◆ WORK ITEM
In the listing below, find the line holding "saved.toggle(5);" and the line holding "assert_eq!(saved.visible(LearnTab::All).len(), 5);". Write out those two lines and all lines between, exactly, and nothing more.

•••••

//! Learn library: the compiled-in article catalogue and the user's saved list.

use crate::models::{Article, ArticleLevel, Infographic, LearnTab};
use crate::store::{self, keys, SharedStore};

// ═══════════════════════════════════════════
// Catalogue
// ═══════════════════════════════════════════

pub static ARTICLES: [Article; 5] = [
    Article {
        id: 1,
        title: "Mastering Your Daily Oral Care Routine",
        level: ArticleLevel::Beginner,
        read_time_minutes: 5,
        body: "A strong oral hygiene routine is your first line of defence against cavities and gum disease. It is a consistent, detailed practice that keeps your mouth, teeth and gums healthy.\n\n\
### The Art of Brushing\n\n\
Hold a soft-bristled toothbrush at a 45-degree angle to the gums and use gentle, short, circular strokes on the outer and inner surfaces. Brush the chewing surfaces and your tongue. The whole process should take two full minutes.\n\n\
Use a fluoride toothpaste and replace your brush every three to four months, or sooner if the bristles fray.\n\n\
### The Necessity of Flossing\n\n\
Floss cleans the surfaces your brush cannot reach, between the teeth and under the gumline. Curve the floss into a C shape against each tooth and use a clean section for every gap. Floss picks, water flossers and interdental brushes are good alternatives.\n\n\
### Rinsing with Mouthwash\n\n\
An antimicrobial or fluoride mouthwash is a useful final step, but it supplements brushing and flossing rather than replacing them.",
        infographic: Some(Infographic::DailyRoutine),
    },
    Article {
        id: 2,
        title: "Understanding and Preventing Gum Disease",
        level: ArticleLevel::Intermediate,
        read_time_minutes: 8,
        body: "Periodontal (gum) disease is an infection that damages the soft tissue and, without treatment, the bone that supports your teeth. It often develops silently, with few early symptoms.\n\n\
### Stage 1: Gingivitis\n\n\
Plaque left on the teeth irritates the gums, which become red, swollen and bleed easily. At this stage the disease is completely reversible with a professional cleaning and diligent home care.\n\n\
### Stage 2: Periodontitis\n\n\
Untreated gingivitis lets the gum pull away from the teeth and form infected pockets. Bone and connective tissue break down, teeth can loosen and may eventually need to be removed.\n\n\
### Key Risk Factors\n\n\
Smoking, diabetes, hormonal changes, medications that cause dry mouth and genetics all raise your risk.\n\n\
### Prevention and Treatment\n\n\
Brush twice a day, floss daily and have regular check-ups. Early periodontitis is treated with scaling and root planing; advanced cases may need surgery.",
        infographic: Some(Infographic::GumDisease),
    },
    Article {
        id: 3,
        title: "Early Detection and Prevention of Oral Cancer",
        level: ArticleLevel::Beginner,
        read_time_minutes: 7,
        body: "Oral cancer can affect any part of the mouth and surrounding tissues. It is highly treatable when detected early, which makes self-examination and professional screening essential.\n\n\
### How to Perform a Monthly Self-Exam\n\n\
With a bright light and a mirror, check your face and neck for one-sided lumps, then your lips, cheeks, the roof of your mouth, every surface of your tongue and the floor of your mouth.\n\n\
### Signs and Symptoms to Watch For\n\n\
See a dentist or doctor if any of these last longer than two weeks: a sore that does not heal, red or white patches, numbness, a lump or thickening, or difficulty chewing or swallowing.\n\n\
### Major Risk Factors\n\n\
Tobacco in any form is the largest risk factor. Heavy alcohol use, HPV, sun exposure on the lips and a poor diet add to it.\n\n\
### The Role of Your Dentist\n\n\
A routine check-up includes an oral cancer screening. Your dentist will refer you for a biopsy if anything looks suspicious.",
        infographic: None,
    },
    Article {
        id: 4,
        title: "Oral Health Tips for the Whole Family",
        level: ArticleLevel::Beginner,
        read_time_minutes: 6,
        body: "Healthy habits start from birth, and every stage of life brings its own dental needs.\n\n\
### Infants (0-1 Year)\n\n\
Wipe your baby's gums after feeding. Once the first tooth appears, brush with a rice-grain smear of fluoride toothpaste and book a first dental visit by the first birthday.\n\n\
### Children (1-12 Years)\n\n\
Use a pea-sized amount of toothpaste from around age three and supervise brushing. Limit sugary snacks, ask about sealants for the back teeth and use a mouthguard for sport.\n\n\
### Teenagers (13-18 Years)\n\n\
Braces need extra cleaning care and wisdom teeth should be monitored. Talk about the risks of sugary drinks, tobacco, vaping and oral piercings.\n\n\
### Adults and Older Adults\n\n\
Keep up brushing and flossing. Dry mouth from medication and gum recession raise the risk of decay, and dentures or implants need their own cleaning routine.",
        infographic: None,
    },
    Article {
        id: 5,
        title: "Preventing Cavities and Tooth Decay",
        level: ArticleLevel::Beginner,
        read_time_minutes: 5,
        body: "Tooth decay is one of the most common chronic diseases worldwide, yet it is almost entirely preventable.\n\n\
### How a Cavity Develops\n\n\
Bacteria feed on sugars and starches and produce acids that strip minerals from the enamel. Saliva helps the enamel repair itself, but when acid attacks outpace repair a cavity forms.\n\n\
### The Power of Fluoride\n\n\
Fluoride makes enamel more resistant to acid and speeds up the repair of early decay. Fluoride toothpaste and fluoridated tap water both help.\n\n\
### The Role of Diet\n\n\
How often you eat sugar matters as much as how much. Limit snacking and sugary drinks between meals and drink water afterwards.\n\n\
### Sealants and Check-ups\n\n\
Sealants protect the deep grooves of the back teeth, and regular check-ups catch decay while it is still small.",
        infographic: None,
    },
];

pub fn articles() -> &'static [Article] {
    &ARTICLES
}

pub fn article(id: u32) -> Option<&'static Article> {
    ARTICLES.iter().find(|a| a.id == id)
}

/// One rendered piece of an article body.
#[derive(Debug, Clone, Copy, PartialEq, Eq)]
pub enum ArticleBlock<'a> {
    Heading(&'a str),
    Paragraph(&'a str),
    Infographic(Infographic),
}

/// Split an article body into display blocks. Paragraphs are separated by
/// blank lines; `### ` starts a heading. The infographic, if any, follows
/// the opening paragraph.
pub fn blocks(article: &Article) -> Vec<ArticleBlock<'_>> {
    let mut out = Vec::new();
    for (i, part) in article.body.split("\n\n").enumerate() {
        match part.strip_prefix("### ") {
            Some(heading) => out.push(ArticleBlock::Heading(heading)),
            None => out.push(ArticleBlock::Paragraph(part)),
        }
        if i == 0 {
            if let Some(graphic) = article.infographic {
                out.push(ArticleBlock::Infographic(graphic));
            }
        }
    }
    out
}

// ═══════════════════════════════════════════
// Saved articles
// ═══════════════════════════════════════════

pub const PROFILE_PREVIEW_LEN: usize = 3;

#[derive(Debug, Clone, PartialEq)]
pub struct ProfilePreview {
    pub articles: Vec<&'static Article>,
    /// Opens Learn on the saved tab via `request_saved_tab`.
    pub show_view_all: bool,
}

pub struct SavedArticles {
    store: SharedStore,
    ids: Vec<u32>,
}

impl SavedArticles {
    /// Load the saved id list. A value that fails to parse is removed.
    pub fn load(store: SharedStore) -> Self {
        let ids = match store::read_value(store.as_ref(), keys::SAVED_ARTICLES) {
            None => Vec::new(),
            Some(raw) => match serde_json::from_str::<Vec<u32>>(&raw) {
                Ok(ids) => ids,
                Err(e) => {
                    tracing::warn!(error = %e, "Discarding unreadable saved-article list");
                    store::remove_value(store.as_ref(), keys::SAVED_ARTICLES);
                    Vec::new()
                }
            },
        };
        Self { store, ids }
    }

    /// Saved ids in the order they were saved.
    pub fn ids(&self) -> &[u32] {
        &self.ids
    }

    pub fn count(&self) -> usize {
        self.ids.len()
    }

    pub fn is_saved(&self, id: u32) -> bool {
        self.ids.contains(&id)
    }

    /// Save or unsave. Returns whether the article is saved afterwards.
    pub fn toggle(&mut self, id: u32) -> bool {
        let now_saved = match self.ids.iter().position(|&s| s == id) {
            Some(pos) => {
                self.ids.remove(pos);
                false
            }
            None => {
                self.ids.push(id);
                true
            }
        };
        tracing::debug!(article_id = id, saved = now_saved, "Toggled saved article");
        store::save_json(self.store.as_ref(), keys::SAVED_ARTICLES, &self.ids);
        now_saved
    }

    /// Saved articles in catalogue order. Unknown ids are skipped.
    pub fn saved_articles(&self) -> Vec<&'static Article> {
        ARTICLES.iter().filter(|a| self.is_saved(a.id)).collect()
    }

    /// The profile card: the first `limit` saved articles in catalogue
    /// order. "View all" appears whenever anything is saved.
    pub fn profile_preview(&self, limit: usize) -> ProfilePreview {
        let saved = self.saved_articles();
        ProfilePreview {
            show_view_all: !saved.is_empty(),
            articles: saved.into_iter().take(limit).collect(),
        }
    }

    /// Articles listed under a tab.
    pub fn visible(&self, tab: LearnTab) -> Vec<&'static Article> {
        match tab {
            LearnTab::All => ARTICLES.iter().collect(),
            LearnTab::Saved => self.saved_articles(),
        }
    }
}

// ═══════════════════════════════════════════
// Initial tab hand-off
// ═══════════════════════════════════════════

/// Ask the next Learn page visit to open on the saved tab.
pub fn request_saved_tab(store: &SharedStore) {
    store::write_value(store.as_ref(), keys::INITIAL_LEARN_VIEW, LearnTab::Saved.as_str());
}

/// Tab to open on. Consumes any pending request.
pub fn take_initial_tab(store: &SharedStore) -> LearnTab {
    match store::take_value(store.as_ref(), keys::INITIAL_LEARN_VIEW).as_deref() {
        Some("saved") => LearnTab::Saved,
        _ => LearnTab::All,
    }
}

#[cfg(test)]
mod tests {
    use std::sync::Arc;

    use super::*;
    use crate::store::{KeyValueStore, MemoryStore};

    fn shared() -> (Arc<MemoryStore>, SharedStore) {
        let mem = Arc::new(MemoryStore::new());
        let store: SharedStore = mem.clone();
        (mem, store)
    }

    #[test]
    fn catalogue_has_unique_ids() {
        let mut ids: Vec<u32> = articles().iter().map(|a| a.id).collect();
        ids.dedup();
        assert_eq!(ids, vec![1, 2, 3, 4, 5]);
        assert_eq!(article(2).unwrap().level, ArticleLevel::Intermediate);
        assert!(article(99).is_none());
    }

    #[test]
    fn blocks_place_infographic_after_first_paragraph() {
        let blocks = blocks(article(1).unwrap());
        assert!(matches!(blocks[0], ArticleBlock::Paragraph(_)));
        assert_eq!(blocks[1], ArticleBlock::Infographic(Infographic::DailyRoutine));
        assert_eq!(blocks[2], ArticleBlock::Heading("The Art of Brushing"));
    }

    #[test]
    fn blocks_without_infographic() {
        let blocks = blocks(article(3).unwrap());
        assert!(!blocks.iter().any(|b| matches!(b, ArticleBlock::Infographic(_))));
        assert!(blocks.contains(&ArticleBlock::Heading("Major Risk Factors")));
    }

    // ───────────────────────────────────────
    // saved list
    // ───────────────────────────────────────

    #[test]
    fn toggle_saves_then_unsaves() {
        let (mem, store) = shared();
        let mut saved = SavedArticles::load(store.clone());

        assert!(saved.toggle(3));
        assert!(saved.toggle(1));
        assert_eq!(saved.ids(), &[3, 1]);
        assert_eq!(mem.get(keys::SAVED_ARTICLES).unwrap().as_deref(), Some("[3,1]"));

        assert!(!saved.toggle(3));
        assert_eq!(saved.ids(), &[1]);
        assert!(!saved.is_saved(3));
    }

    #[test]
    fn saved_list_survives_reload() {
        let (_, store) = shared();
        let mut saved = SavedArticles::load(store.clone());
        saved.toggle(5);
        saved.toggle(2);

        let reloaded = SavedArticles::load(store);
        assert_eq!(reloaded.ids(), &[5, 2]);
        let titles: Vec<_> = reloaded.saved_articles().iter().map(|a| a.id).collect();
        assert_eq!(titles, vec![2, 5]);
    }

    #[test]
    fn unreadable_list_is_removed() {
        let (mem, store) = shared();
        mem.set(keys::SAVED_ARTICLES, "not json").unwrap();

        let saved = SavedArticles::load(store);
        assert_eq!(saved.count(), 0);
        assert!(mem.get(keys::SAVED_ARTICLES).unwrap().is_none());
    }

    #[test]
    fn visible_by_tab() {
        let (_, store) = shared();
        let mut saved = SavedArticles::load(store);
        assert_eq!(saved.visible(LearnTab::All).len(), 5);
        assert!(saved.visible(LearnTab::Saved).is_empty());
        saved.toggle(4);
        assert_eq!(saved.visible(LearnTab::Saved)[0].id, 4);
    }

    #[test]
    fn storage_failure_keeps_toggle_in_memory() {
        let (mem, store) = shared();
        let mut saved = SavedArticles::load(store);
        mem.set_failing(true);
        assert!(saved.toggle(2));
        assert!(saved.is_saved(2));
    }

    // ───────────────────────────────────────
    // initial tab
    // ───────────────────────────────────────

    #[test]
    fn profile_preview_takes_first_saved_in_catalogue_order() {
        let (_, store) = shared();
        let mut saved = SavedArticles::load(store.clone());
        assert_eq!(
            saved.profile_preview(PROFILE_PREVIEW_LEN),
            ProfilePreview {
                articles: Vec::new(),
                show_view_all: false,
            }
        );

        for id in [5, 2, 4, 1] {
            saved.toggle(id);
        }
        let preview = saved.profile_preview(PROFILE_PREVIEW_LEN);
        let ids: Vec<u32> = preview.articles.iter().map(|a| a.id).collect();
        assert_eq!(ids, vec![1, 2, 4]);
        assert!(preview.show_view_all);

        request_saved_tab(&store);
        assert_eq!(take_initial_tab(&store), LearnTab::Saved);
    }

    #[test]
    fn saved_tab_request_is_consumed_once() {
        let (mem, store) = shared();
        assert_eq!(take_initial_tab(&store), LearnTab::All);

        request_saved_tab(&store);
        assert_eq!(take_initial_tab(&store), LearnTab::Saved);
        assert!(mem.get(keys::INITIAL_LEARN_VIEW).unwrap().is_none());
        assert_eq!(take_initial_tab(&store), LearnTab::All);
    }
}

•••••

◆ THE ANSWER
        saved.toggle(5);
        saved.toggle(2);

        let reloaded = SavedArticles::load(store);
        assert_eq!(reloaded.ids(), &[5, 2]);
        let titles: Vec<_> = reloaded.saved_articles().iter().map(|a| a.id).collect();
        assert_eq!(titles, vec![2, 5]);
    }

    #[test]
    fn unreadable_list_is_removed() {
        let (mem, store) = shared();
        mem.set(keys::SAVED_ARTICLES, "not json").unwrap();

        let saved = SavedArticles::load(store);
        assert_eq!(saved.count(), 0);
        assert!(mem.get(keys::SAVED_ARTICLES).unwrap().is_none());
    }

    #[test]
    fn visible_by_tab() {
        let (_, store) = shared();
        let mut saved = SavedArticles::load(store);
        assert_eq!(saved.visible(LearnTab::All).len(), 5);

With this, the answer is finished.